**Task objective**
Among the entries below, how many lines contain "impl"? Answer with the number only.

**Extracted entries**
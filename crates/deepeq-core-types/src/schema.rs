//! Canonical schema constants for structured logging
//!
//! These constants keep the comparator's events consistent with the
//! field names asserted on by test capture.

// Canonical field keys for structured logging
pub const FIELD_COMPONENT: &str = "component";
pub const FIELD_OP: &str = "op";
pub const FIELD_EVENT: &str = "event";
pub const FIELD_DURATION_MS: &str = "duration_ms";
pub const FIELD_LABEL: &str = "label";

// Traversal fields
pub const FIELD_PATH: &str = "path";
pub const FIELD_VISITED: &str = "visited";
pub const FIELD_MEMBER_ORDER: &str = "member_order";

// Error fields
pub const FIELD_ERR_KIND: &str = "err.kind";
pub const FIELD_ERR_CODE: &str = "err.code";

// Operation names
pub const OP_COMPARE: &str = "compare";

// Canonical event names
pub const EVENT_START: &str = "start";
pub const EVENT_END: &str = "end";
pub const EVENT_END_ERROR: &str = "end_error";
//! Failure message formatting.
//!
//! The formats are fixed and matched verbatim by callers. Messages without
//! a path label the sides "Value of", messages with a path label them
//! "Value from".

use crate::errors::FailureReason;

const NULL: &str = "null";

pub(crate) fn null_inequality(first: Option<&str>, second: Option<&str>, path: Option<&str>) -> String {
    let reason = FailureReason::SingleValueIsNull.description();
    let first = first.unwrap_or(NULL);
    let second = second.unwrap_or(NULL);
    match path {
        Some(path) => format!("{reason} at {path}\nValue from obj1: {first}\nValue from obj2: {second}"),
        None => format!("{reason}\nValue of obj1: {first}\nValue of obj2: {second}"),
    }
}

pub(crate) fn type_inequality(first_type: &str, second_type: &str, path: Option<&str>) -> String {
    let reason = FailureReason::TypeMismatch.description();
    match path {
        Some(path) => {
            format!("{reason} at {path}\nType of obj1: {first_type}\nType of obj2: {second_type}")
        }
        None => format!("{reason}\nType of obj1: {first_type}\nType of obj2: {second_type}"),
    }
}

pub(crate) fn value_inequality(first: &str, second: &str, path: Option<&str>) -> String {
    let reason = FailureReason::ValueInequality.description();
    match path {
        Some(path) => format!("{reason} at {path}\nValue from obj1: {first}\nValue from obj2: {second}"),
        None => format!("{reason}\nValue of obj1: {first}\nValue of obj2: {second}"),
    }
}

pub(crate) fn count_mismatch(path: &str) -> String {
    format!("{} at {path}", FailureReason::CountMismatch.description())
}

pub(crate) fn circular_reference_inequality(first: &str, second: &str, path: &str) -> String {
    format!(
        "{} at {path}\nValue from obj1: {first}\nValue from obj2: {second}",
        FailureReason::CircularReferenceInequality.description()
    )
}
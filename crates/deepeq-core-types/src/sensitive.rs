//! Sensitive data marker for redacted failure output
//!
//! Values wrapped in `Sensitive<T>` take part in structural comparison like
//! the inner value, but every rendering of them (Debug, Display, and the
//! comparator's failure messages) shows [`REDACTED`] instead.

use std::fmt;

/// Placeholder printed wherever a sensitive value would otherwise appear.
pub const REDACTED: &str = "***REDACTED***";

/// Wrapper for data that must never show up in test output
///
/// # Example
///
/// ```
/// use deepeq_core_types::Sensitive;
///
/// let token = Sensitive::new("tok_live_123");
/// assert_eq!(format!("{:?}", token), "***REDACTED***");
/// assert_eq!(token.to_string(), "***REDACTED***");
///
/// // The comparator still sees the real value
/// assert_eq!(token.expose(), &"tok_live_123");
/// ```
#[derive(Clone, Default, PartialEq, Eq)]
pub struct Sensitive<T>(T);

impl<T> Sensitive<T> {
    /// Wrap a sensitive value
    pub fn new(value: T) -> Self {
        Self(value)
    }

    /// Borrow the underlying value
    pub fn expose(&self) -> &T {
        &self.0
    }

    /// Consume the wrapper and return the inner value
    pub fn into_inner(self) -> T {
        self.0
    }
}

impl<T> From<T> for Sensitive<T> {
    fn from(value: T) -> Self {
        Self(value)
    }
}

impl<T> fmt::Debug for Sensitive<T> {
    fn fmt(&self, f: &mut fmt::Formatter<'_>) -> fmt::Result {
        f.write_str(REDACTED)
    }
}

impl<T> fmt::Display for Sensitive<T> {
    fn fmt(&self, f: &mut fmt::Formatter<'_>) -> fmt::Result {
        f.write_str(REDACTED)
    }
}

#[cfg(test)]
mod tests {
    use super::*;

    #[test]
    fn test_sensitive_debug_redaction() {
        let secret = Sensitive::new("hunter2");
        let debug_str = format!("{:?}", secret);
        assert_eq!(debug_str, REDACTED);
        assert!(!debug_str.contains("hunter2"));
    }

    #[test]
    fn test_sensitive_display_redaction() {
        let secret = Sensitive::new(1234_u32);
        assert_eq!(secret.to_string(), REDACTED);
    }

    #[test]
    fn test_sensitive_from_and_into_inner() {
        let secret: Sensitive<String> = String::from("pin").into();
        assert_eq!(secret.expose(), "pin");
        assert_eq!(secret.into_inner(), "pin");
    }

    #[test]
    fn test_sensitive_equality_uses_inner_value() {
        assert_eq!(Sensitive::new(7), Sensitive::new(7));
        assert_ne!(Sensitive::new(7), Sensitive::new(8));
    }

    #[test]
    fn test_sensitive_inside_debug_struct() {
        #[derive(Debug)]
        #[allow(dead_code)]
        struct Login {
            user: String,
            password: Sensitive<String>,
        }

        let login = Login {
            user: "alice".to_string(),
            password: Sensitive::new("secret123".to_string()),
        };

        let debug_str = format!("{:?}", login);
        assert!(debug_str.contains("alice"));
        assert!(debug_str.contains(REDACTED));
        assert!(!debug_str.contains("secret123"));
    }
}
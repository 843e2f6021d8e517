//! Shared application state.

use std::time::Duration;

use reqwest::Client;

use crate::config::Config;
use crate::error::{Error, Result};

/// Connect timeout for calls to the worker.
const CONNECT_TIMEOUT: Duration = Duration::from_secs(30);

/// Shared application state passed to all handlers.
pub struct AppState {
    pub config: Config,
    /// Client for upstream calls. Only the connect timeout is set here; the
    /// overall deadline is applied per request so streams are not cut off.
    pub http: Client,
}

impl AppState {
    pub fn new(config: Config) -> Result<Self> {
        let http = Client::builder()
            .connect_timeout(CONNECT_TIMEOUT)
            .build()
            .map_err(|e| Error::Internal(format!("failed to build HTTP client: {e}")))?;
        Ok(Self { config, http })
    }
}
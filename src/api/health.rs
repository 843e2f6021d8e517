//! Liveness endpoint.

/// GET /ping - returns success once the process accepts connections.
/// Does not consult the worker.
pub async fn ping() -> &'static str {
    "OK"
}
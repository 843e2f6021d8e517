//! S3 download collaborator.

use std::path::Path;

use aws_sdk_s3::Client;

use crate::error::{Error, Result};

/// Artifact format inferred from the object listing.
#[derive(Debug, Clone, Copy, PartialEq, Eq)]
pub enum ModelType {
    Gguf,
    Safetensors,
    Unknown,
}

/// Split `s3://bucket/prefix` into bucket and prefix. The prefix may be empty.
pub fn parse_s3_uri(s3_uri: &str) -> Result<(String, String)> {
    let rest = s3_uri
        .strip_prefix("s3://")
        .ok_or_else(|| Error::Configuration(format!("invalid S3 URI: {s3_uri}")))?;
    let (bucket, prefix) = match rest.split_once('/') {
        Some((bucket, prefix)) => (bucket, prefix),
        None => (rest, ""),
    };
    if bucket.is_empty() {
        return Err(Error::Configuration(format!("invalid S3 URI: {s3_uri}")));
    }
    Ok((bucket.to_string(), prefix.to_string()))
}

async fn client() -> Client {
    let sdk_config = aws_config::load_defaults(aws_config::BehaviorVersion::latest()).await;
    Client::new(&sdk_config)
}

async fn list_keys(client: &Client, bucket: &str, prefix: &str) -> Result<Vec<String>> {
    let mut keys = Vec::new();
    let mut pages = client
        .list_objects_v2()
        .bucket(bucket)
        .prefix(prefix)
        .into_paginator()
        .send();

    while let Some(page) = pages.next().await {
        let page = page
            .map_err(|e| Error::Download(format!("failed to list s3://{bucket}/{prefix}: {e}")))?;
        for object in page.contents() {
            if let Some(key) = object.key() {
                if !key.ends_with('/') {
                    keys.push(key.to_string());
                }
            }
        }
    }
    Ok(keys)
}

/// Classify the artifact behind an S3 URI from a few listed keys. Any listing
/// failure degrades to `Unknown` rather than failing the caller.
pub async fn detect_model_type(s3_uri: &str) -> ModelType {
    let Ok((bucket, prefix)) = parse_s3_uri(s3_uri) else {
        return ModelType::Unknown;
    };
    let client = client().await;
    let Ok(keys) = list_keys(&client, &bucket, &prefix).await else {
        return ModelType::Unknown;
    };
    for key in &keys {
        if key.ends_with(".gguf") {
            return ModelType::Gguf;
        }
        if key.ends_with(".safetensors") {
            return ModelType::Safetensors;
        }
    }
    ModelType::Unknown
}

/// Download everything under an S3 URI into `dest_dir`.
///
/// A URI addressing a single object lands flat in the destination; listings
/// with multiple objects keep their layout relative to the prefix.
pub async fn download_s3(s3_uri: &str, dest_dir: &Path) -> Result<()> {
    tokio::fs::create_dir_all(dest_dir)
        .await
        .map_err(|e| Error::Download(format!("cannot create {}: {e}", dest_dir.display())))?;

    let (bucket, prefix) = parse_s3_uri(s3_uri)?;
    let client = client().await;

    tracing::info!("downloading from S3: bucket={bucket}, prefix={prefix}");

    let keys = list_keys(&client, &bucket, &prefix).await?;
    if keys.is_empty() {
        return Err(Error::Download(format!("no files found in S3 URI: {s3_uri}")));
    }
    tracing::info!("found {} object(s) to download", keys.len());

    if keys.len() == 1 && keys[0] == prefix {
        let filename = prefix
            .rsplit('/')
            .next()
            .filter(|s| !s.is_empty())
            .unwrap_or("model.gguf");
        fetch_object(&client, &bucket, &prefix, &dest_dir.join(filename)).await?;
    } else {
        for key in &keys {
            let rel = key
                .strip_prefix(prefix.as_str())
                .unwrap_or(key.as_str())
                .trim_start_matches('/');
            let target = dest_dir.join(rel);
            if let Some(parent) = target.parent() {
                tokio::fs::create_dir_all(parent).await.map_err(|e| {
                    Error::Download(format!("cannot create {}: {e}", parent.display()))
                })?;
            }
            fetch_object(&client, &bucket, key, &target).await?;
        }
    }

    Ok(())
}

async fn fetch_object(client: &Client, bucket: &str, key: &str, target: &Path) -> Result<()> {
    tracing::info!("downloading s3://{bucket}/{key} to {}", target.display());

    let response = client
        .get_object()
        .bucket(bucket)
        .key(key)
        .send()
        .await
        .map_err(|e| Error::Download(format!("failed to fetch s3://{bucket}/{key}: {e}")))?;

    let mut reader = response.body.into_async_read();
    let mut file = tokio::fs::File::create(target)
        .await
        .map_err(|e| Error::Download(format!("cannot create {}: {e}", target.display())))?;
    tokio::io::copy(&mut reader, &mut file)
        .await
        .map_err(|e| Error::Download(format!("failed writing {}: {e}", target.display())))?;
    Ok(())
}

**Result**
5